La información oficial del gobierno de Salta es muy clara: "Joaquín V. González y Río Piedras se suman a la lucha contra el narcotráfico". No hace falta ser un experto para darse cuenta de que semejante noticia sugiere que al menos estas dos importantes localidades de Salta no estaban "sumadas" con anterioridad a la lucha contra el narcotráfico o, en otros términos, que esta lacra social era, en aquellos lugares, una actividad "no combatida".
Leyendo un poco la noticia, uno se entera de que la "sumatoria" de Joaquín V. González y Río Piedras a la lucha contra el narcotráfico no consiste en una brigada del tipo S.W.A.T. desplegada por los intendentes, ni en una batalla puerta por puerta, sino simplemente en un teléfono (el 0800– 555–DROGAS (3764) en el que, según el gobierno, "se puede denunciar la venta de estupefacientes". ¿En esto consiste la lucha contra el narcotráfico de la que tanto alardea el gobierno?
Lo que es increíble es que los vecinos de Joaquín V. González y Río Piedras no pudieran, con anterioridad a esta imponente inauguración, denunciar ante la autoridad, aunque sea por señales de humo, la venta de droga en sus localidades.
Promover, como lo hace el gobierno, la denuncia anónima de delitos relacionados con la venta de estupefacientes, a través de la línea telefónica gratuita de la Agencia Antidrogas, puede que sea una medida muy efectiva y es de esperar que rinda sus frutos; siempre, claro está, que se respeten los derechos fundamentales y las libertales individuales, amenazadas de forma directa por el anonimato.
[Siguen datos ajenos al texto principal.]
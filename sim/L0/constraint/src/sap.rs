//! Semi-Analytic Primal (SAP) solver.
//!
//! Minimizes the strictly convex cost
//!
//! ```text
//! ℓ(v) = ½‖v − v*‖²_A + Σᵢ ½γᵢᵀRᵢγᵢ,   γᵢ = Pᵢ(yᵢ),   yᵢ = −Rᵢ⁻¹(Jᵢv − v̂ᵢ)
//! ```
//!
//! with Newton's method and a backtracking line search. The gradient and
//! Hessian are
//!
//! ```text
//! ∇ℓ = A(v − v*) − Jᵀγ
//! H  = A + JᵀGJ,   G = ∂P/∂y·R⁻¹
//! ```
//!
//! Convergence is measured on the momentum residual scaled by
//! `D = diag(A)^(-1/2)`:
//!
//! ```text
//! ‖D·∇ℓ‖ ≤ ε_abs + ε_rel·max(‖D·A·v‖, ‖D·Jᵀγ‖)
//! ```

use nalgebra::{DMatrix, DVector};
use sim_multibody::linalg::{cholesky_in_place, cholesky_solve_in_place};
use sim_types::{Result, SimError, SolverConfig};

#[cfg(feature = "serde")]
use serde::{Deserialize, Serialize};

use crate::problem::ContactProblem;

/// Outcome of a SAP solve.
#[derive(Debug, Clone, Copy, PartialEq, Eq)]
#[cfg_attr(feature = "serde", derive(Serialize, Deserialize))]
pub enum SapSolverStatus {
    /// The residual met the tolerance.
    Success,
    /// A non-finite value appeared in the problem data or an iterate.
    NonFinite,
    /// The Newton Hessian or a tree dynamics matrix failed to factor.
    CholeskyFailed,
    /// The iteration budget ran out first.
    MaxIterationsExceeded,
}

impl SapSolverStatus {
    /// Whether the solve converged.
    #[must_use]
    pub fn is_success(self) -> bool {
        self == Self::Success
    }
}

/// Solution and statistics of a SAP solve.
#[derive(Debug, Clone, PartialEq)]
pub struct SapSolverResults {
    /// Next-step generalized velocities. On failure, the last iterate.
    pub v: DVector<f64>,
    /// Stacked constraint impulses, in constraint order.
    pub gamma: DVector<f64>,
    /// Stacked constraint velocities `J·v`, in constraint order.
    pub vc: DVector<f64>,
    /// Solve outcome.
    pub status: SapSolverStatus,
    /// Newton iterations performed.
    pub iterations: usize,
    /// Total backtracking steps over all line searches.
    pub line_search_iterations: usize,
    /// Cost at `v`.
    pub cost: f64,
    /// Scaled momentum residual at `v`.
    pub residual: f64,
}

/// SAP convex solver.
#[derive(Debug, Clone, Default)]
pub struct SapSolver {
    config: SolverConfig,
}

impl SapSolver {
    /// Create a solver with the given parameters.
    #[must_use]
    pub fn new(config: SolverConfig) -> Self {
        Self { config }
    }

    /// Solver parameters.
    pub fn config(&self) -> &SolverConfig {
        &self.config
    }

    /// Solve `problem` starting from `v_guess`.
    ///
    /// Numerical failure is reported through [`SapSolverResults::status`];
    /// an `Err` means `v_guess` does not match the problem.
    pub fn solve_with_guess(
        &self,
        problem: &ContactProblem,
        v_guess: &DVector<f64>,
    ) -> Result<SapSolverResults> {
        let nv = problem.num_velocities();
        if v_guess.len() != nv {
            return Err(SimError::dimension_mismatch("velocity guess", nv, v_guess.len()));
        }

        let Some(model) = SapModel::new(problem) else {
            tracing::warn!("SAP: tree dynamics matrix is not positive definite");
            return Ok(self.failed(problem, v_guess, SapSolverStatus::CholeskyFailed));
        };
        if !model.is_finite() || !all_finite(v_guess) {
            tracing::warn!("SAP: non-finite problem data");
            return Ok(self.failed(problem, v_guess, SapSolverStatus::NonFinite));
        }

        let cfg = &self.config;
        let mut v = v_guess.clone();
        let mut eval = model.evaluate(&v);
        let mut iterations = 0;
        let mut line_search_iterations = 0;

        // === NEWTON ITERATIONS ===
        let status = loop {
            if !eval.is_finite() {
                break SapSolverStatus::NonFinite;
            }
            let scale = model.momentum_scale(&v, &eval);
            let residual = model.scaled_residual(&eval);
            if residual <= cfg.abs_tolerance + cfg.rel_tolerance * scale {
                break SapSolverStatus::Success;
            }
            if iterations >= cfg.max_iterations {
                break SapSolverStatus::MaxIterationsExceeded;
            }

            let mut h = model.hessian(&eval);
            if cholesky_in_place(&mut h, "SAP Hessian").is_err() {
                break SapSolverStatus::CholeskyFailed;
            }
            let mut dv = -&eval.gradient;
            cholesky_solve_in_place(&h, &mut dv);

            // Armijo backtracking. The last trial is taken even if the
            // condition never holds.
            let slope = eval.gradient.dot(&dv);
            let mut alpha = 1.0;
            let mut trial = model.evaluate(&(&v + &dv));
            let mut ls = 0;
            while !(trial.cost <= eval.cost + cfg.armijo_c * alpha * slope)
                && ls < cfg.line_search_max_iterations
            {
                alpha *= cfg.backtracking_rho;
                trial = model.evaluate(&(&v + &dv * alpha));
                ls += 1;
            }
            line_search_iterations += ls;

            v += &dv * alpha;
            eval = trial;
            iterations += 1;
        };

        let residual = model.scaled_residual(&eval);
        match status {
            SapSolverStatus::Success => tracing::debug!(
                iterations,
                line_search_iterations,
                cost = eval.cost,
                residual,
                "SAP converged"
            ),
            _ => tracing::warn!(?status, iterations, residual, "SAP failed"),
        }

        Ok(SapSolverResults {
            v,
            gamma: eval.gamma,
            vc: eval.vc,
            status,
            iterations,
            line_search_iterations,
            cost: eval.cost,
            residual,
        })
    }

    fn failed(
        &self,
        problem: &ContactProblem,
        v_guess: &DVector<f64>,
        status: SapSolverStatus,
    ) -> SapSolverResults {
        let m = problem.num_constraint_equations();
        SapSolverResults {
            v: v_guess.clone(),
            gamma: DVector::zeros(m),
            vc: DVector::zeros(m),
            status,
            iterations: 0,
            line_search_iterations: 0,
            cost: f64::NAN,
            residual: f64::NAN,
        }
    }
}

fn all_finite(x: &DVector<f64>) -> bool {
    x.iter().all(|v| v.is_finite())
}

/// Dense, solver-ready view of a [`ContactProblem`].
struct SapModel<'a> {
    problem: &'a ContactProblem,
    a: DMatrix<f64>,
    j: DMatrix<f64>,
    /// `diag(A)^(-1/2)`.
    d: DVector<f64>,
    r: DVector<f64>,
    r_inv: DVector<f64>,
    v_hat: DVector<f64>,
    /// First row of each constraint.
    offsets: Vec<usize>,
}

struct Evaluation {
    vc: DVector<f64>,
    gamma: DVector<f64>,
    /// Per-constraint `G` blocks.
    g: Vec<DMatrix<f64>>,
    cost: f64,
    gradient: DVector<f64>,
}

impl Evaluation {
    fn is_finite(&self) -> bool {
        self.cost.is_finite() && all_finite(&self.gradient)
    }
}

impl<'a> SapModel<'a> {
    /// `None` if a tree dynamics matrix is not positive definite.
    fn new(problem: &'a ContactProblem) -> Option<Self> {
        let dt = problem.time_step();
        let a = problem.assemble_dynamics();
        let j = problem.assemble_jacobian();
        let d = a.diagonal().map(|x| 1.0 / x.sqrt());

        let mut factors = Vec::with_capacity(problem.num_trees());
        for at in problem.dynamics_matrix() {
            let mut l = at.clone();
            cholesky_in_place(&mut l, "tree dynamics matrix").ok()?;
            factors.push(l);
        }

        let m = problem.num_constraint_equations();
        let mut r = DVector::zeros(m);
        let mut v_hat = DVector::zeros(m);
        let mut offsets = Vec::with_capacity(problem.num_constraints());
        let mut row = 0;
        for c in problem.constraints() {
            let n = c.num_equations();
            // Delassus estimate w = ‖J·A⁻¹·Jᵀ‖_F / n
            let mut w_mat = DMatrix::zeros(n, n);
            for block in c.jacobian() {
                let l = &factors[block.tree.index()];
                let mut a_inv_jt = block.jacobian.transpose();
                for mut col in a_inv_jt.column_iter_mut() {
                    let mut x = DVector::from_iterator(col.len(), col.iter().copied());
                    cholesky_solve_in_place(l, &mut x);
                    col.copy_from(&x);
                }
                w_mat += &block.jacobian * a_inv_jt;
            }
            let w = w_mat.norm() / n as f64;

            r.rows_mut(row, n).copy_from(&c.regularization(dt, w));
            v_hat.rows_mut(row, n).copy_from(&c.bias(dt));
            offsets.push(row);
            row += n;
        }
        let r_inv = r.map(|x| if x.is_finite() { 1.0 / x } else { 0.0 });

        Some(Self {
            problem,
            a,
            j,
            d,
            r,
            r_inv,
            v_hat,
            offsets,
        })
    }

    fn is_finite(&self) -> bool {
        all_finite(self.problem.v_star())
            && self.a.iter().all(|x| x.is_finite())
            && self.j.iter().all(|x| x.is_finite())
            && all_finite(&self.v_hat)
            && self.r.iter().all(|x| !x.is_nan())
    }

    fn evaluate(&self, v: &DVector<f64>) -> Evaluation {
        let vc = &self.j * v;
        let m = vc.len();
        let mut gamma = DVector::zeros(m);
        let mut g = Vec::with_capacity(self.offsets.len());
        let mut cost = 0.0;

        for (c, &start) in self.problem.constraints().iter().zip(&self.offsets) {
            let n = c.num_equations();
            let r = self.r.rows(start, n).into_owned();
            let r_inv = self.r_inv.rows(start, n).into_owned();
            let y = -(vc.rows(start, n) - self.v_hat.rows(start, n)).component_mul(&r_inv);
            let (gamma_c, g_c) = c.project(&y, &r, &r_inv);
            for i in 0..n {
                if r_inv[i] > 0.0 {
                    cost += 0.5 * r[i] * gamma_c[i] * gamma_c[i];
                }
            }
            gamma.rows_mut(start, n).copy_from(&gamma_c);
            g.push(g_c);
        }

        let dv = v - self.problem.v_star();
        let a_dv = &self.a * &dv;
        cost += 0.5 * dv.dot(&a_dv);
        let gradient = a_dv - self.j.tr_mul(&gamma);

        Evaluation {
            vc,
            gamma,
            g,
            cost,
            gradient,
        }
    }

    fn hessian(&self, eval: &Evaluation) -> DMatrix<f64> {
        let mut h = self.a.clone();
        for (g_c, &start) in eval.g.iter().zip(&self.offsets) {
            let n = g_c.nrows();
            let jc = self.j.rows(start, n);
            h += jc.transpose() * g_c * jc;
        }
        h
    }

    fn scaled_residual(&self, eval: &Evaluation) -> f64 {
        eval.gradient.component_mul(&self.d).norm()
    }

    fn momentum_scale(&self, v: &DVector<f64>, eval: &Evaluation) -> f64 {
        let p = (&self.a * v).component_mul(&self.d).norm();
        let jc = self.j.tr_mul(&eval.gamma).component_mul(&self.d).norm();
        p.max(jc)
    }
}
Lo que no es bueno -sobre todo para los intendentes Juan Domingo Aguirre y Gustavo Bernardo Dantur- es aparecer ante la opinión pública como funcionarios indolentes, que antes de la aparición del teléfono de denuncias no se habían "sumado" a la lucha contra el narcotráfico y que sus territorios municipales eran, solo hasta ayer, zonas liberadas para los vendedores de droga.
La lucha contra el narcotráfico y el crimen organizado es una obligación a cargo del Estado cuyo cumplimiento debe ser uniforme en todo el territorio provincial; es decir, que no puede haber más o menos lucha en función del municipio de que se trate, porque instalar esta idea -aunque sea por un error de comunicación- equivaldría a tender una alfombra roja a los delincuentes para visitar ciertos y determinados pueblos.